The government’s third main argument is based on a concept of respecting a balance between state and federal governments. The government contends that Congress is required to give the states clear and explicit notice of the consequences of failing to participate in a cooperative federal-state program. When a requirement of this kind is applied to the facts of King, section 36B cannot be interpreted according to its plain meaning, as the petitioners ask the Court to do. The government believes that the ACA did not explain clearly enough to each state that if it declined to create its own Exchange under section 1311 of the ACA, the residents of the state would not be eligible for premium tax credits.

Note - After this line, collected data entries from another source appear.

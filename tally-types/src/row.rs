//! Rows of type-tagged values.

use tally_result::{Error, Result};

use crate::value::Value;

/// An ordered sequence of [`Value`]s.
///
/// A row does not carry its schema; the producing sequence exposes it through
/// [`RowSequence::schema`](crate::RowSequence::schema).
#[derive(Debug, Clone, PartialEq, Eq, Hash, Default)]
pub struct Row {
    values: Vec<Value>,
}

impl Row {
    pub fn new(values: Vec<Value>) -> Self {
        Self { values }
    }

    /// Field at `index`, or [`Error::InvalidArgumentError`] if the row is
    /// shorter than that.
    #[inline]
    pub fn get(&self, index: usize) -> Result<&Value> {
        self.values.get(index).ok_or_else(|| {
            Error::InvalidArgumentError(format!(
                "field index {index} out of range for row of width {}",
                self.values.len()
            ))
        })
    }

    #[inline]
    pub fn values(&self) -> &[Value] {
        &self.values
    }

    #[inline]
    pub fn len(&self) -> usize {
        self.values.len()
    }

    #[inline]
    pub fn is_empty(&self) -> bool {
        self.values.is_empty()
    }
}

impl From<Vec<Value>> for Row {
    fn from(values: Vec<Value>) -> Self {
        Self::new(values)
    }
}

impl FromIterator<Value> for Row {
    fn from_iter<I: IntoIterator<Item = Value>>(iter: I) -> Self {
        Self::new(iter.into_iter().collect())
    }
}
//! Mutex boundary for feeding one aggregator from several producers.

use std::sync::{Arc, Mutex};

use tally_result::{Error, Result};
use tally_types::Row;

use crate::aggregator::GroupedAggregator;

/// Cloneable handle that serializes merges from concurrent producers.
///
/// The aggregator stays behind the mutex for the whole build phase. Reading
/// requires [`into_inner`](Self::into_inner), which only succeeds once every
/// other handle has been dropped, so results are never observed while a
/// producer can still merge.
#[derive(Debug, Clone)]
pub struct SharedAggregator {
    inner: Arc<Mutex<GroupedAggregator>>,
}

impl SharedAggregator {
    pub fn new(aggregator: GroupedAggregator) -> Self {
        Self {
            inner: Arc::new(Mutex::new(aggregator)),
        }
    }

    /// Merge one row under the lock.
    pub fn merge(&self, row: &Row) -> Result<()> {
        self.lock()?.merge_tuple_into_group(row)
    }

    /// Merge a run of rows while holding the lock once.
    pub fn merge_all<'r>(&self, rows: impl IntoIterator<Item = &'r Row>) -> Result<()> {
        let mut guard = self.lock()?;
        for row in rows {
            guard.merge_tuple_into_group(row)?;
        }
        Ok(())
    }

    /// End the build phase and take the aggregator back.
    ///
    /// Fails with a protocol error while other handles are alive.
    pub fn into_inner(self) -> Result<GroupedAggregator> {
        let mutex = Arc::try_unwrap(self.inner).map_err(|_| {
            Error::protocol("cannot end the build phase while other producer handles are alive")
        })?;
        mutex.into_inner().map_err(|_| poisoned())
    }

    fn lock(&self) -> Result<std::sync::MutexGuard<'_, GroupedAggregator>> {
        self.inner.lock().map_err(|_| poisoned())
    }
}

fn poisoned() -> Error {
    Error::Internal("aggregator mutex poisoned by a panicking producer".into())
}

Predicting what the Supreme Court will decide in any case before it is a perilous task. Moreover, predicting the ultimate outcome of the issue in a case like King entails a special risk. There are no Constitutional issues for the Court to rule on in King, which means that the last word on the availability of premium tax credits might be spoken through the ordinary process of federal legislation. Even so, the Court’s concerns and possible direction may become clearer after the completion of oral arguments on Wednesday.

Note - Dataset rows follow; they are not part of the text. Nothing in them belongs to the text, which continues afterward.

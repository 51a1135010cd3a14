//! Bench merging 1_000_000 rows into grouped aggregators and draining the
//! results.

#![forbid(unsafe_code)]

use std::hint::black_box;

use criterion::{BatchSize, Criterion, criterion_group, criterion_main};
use rand::{Rng, SeedableRng, rngs::SmallRng};

use tally_aggregate::{AggregateOp, GroupedAggregator};
use tally_types::{Row, RowSequence, Value, ValueType};

const N: usize = 1_000_000;

fn make_rows(n: usize, groups: i64) -> Vec<Row> {
    let mut rng = SmallRng::seed_from_u64(0xC0FF_EE00_DADA_BEEF);
    (0..n)
        .map(|_| {
            Row::new(vec![
                Value::Int(rng.random_range(0..groups)),
                Value::Int(rng.random_range(-10_000..10_000)),
            ])
        })
        .collect()
}

fn make_text_rows(n: usize, groups: usize) -> Vec<Row> {
    let keys: Vec<String> = (0..groups).map(|i| format!("group-{i:05}")).collect();
    let mut rng = SmallRng::seed_from_u64(0xBADC_0FFE_EE00_1234);
    (0..n)
        .map(|_| {
            let key = &keys[rng.random_range(0..groups)];
            Row::new(vec![Value::from(key.as_str()), Value::Int(1)])
        })
        .collect()
}

fn merge_all(rows: &[Row], group_type: ValueType, op: AggregateOp) -> GroupedAggregator {
    let mut agg = GroupedAggregator::over_int(Some(0), group_type, 1, op).expect("config");
    for row in rows {
        agg.merge_tuple_into_group(row).expect("merge");
    }
    agg
}

fn bench_merge(c: &mut Criterion) {
    let int_rows = make_rows(N, 1_024);
    let text_rows = make_text_rows(N, 1_024);

    let mut group = c.benchmark_group("merge_1M");
    group.sample_size(10);

    for op in [AggregateOp::Sum, AggregateOp::Avg] {
        group.bench_function(format!("int_keys_{op}"), |b| {
            b.iter(|| black_box(merge_all(&int_rows, ValueType::Int, op)))
        });
    }
    group.bench_function("text_keys_sum", |b| {
        b.iter(|| black_box(merge_all(&text_rows, ValueType::Text, AggregateOp::Sum)))
    });
    group.finish();
}

fn bench_drain(c: &mut Criterion) {
    let rows = make_rows(N, 65_536);
    c.bench_function("drain_65k_groups_avg", |b| {
        b.iter_batched(
            || merge_all(&rows, ValueType::Int, AggregateOp::Avg),
            |agg| {
                let mut seq = agg.result_sequence();
                seq.open().expect("open");
                black_box(seq.collect_rows().expect("drain"))
            },
            BatchSize::LargeInput,
        )
    });
}

criterion_group!(benches, bench_merge, bench_drain);
criterion_main!(benches);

Beyond that, the Supreme Court is not expected to issue a decision in King until close to the last day of the current term. The Supreme Court’s order disposing of the case—referred to as its “mandate”—is not issued until at least 25 days after the decision is announced, and the Court has discretion to withhold its mandate beyond that minimum period. In practice, this means that an adverse outcome for the government may have a somewhat delayed impact. However, rather than attempting to anticipate the substance of the Court’s decision, employers should continue their ongoing ACA compliance efforts and await further official guidance before suspending or modifying those efforts in reliance on King.

DISCLAIMER: Because of the generality of this update, the information provided herein may not be applicable in all situations and should not be acted upon without specific legal advice based on particular situations.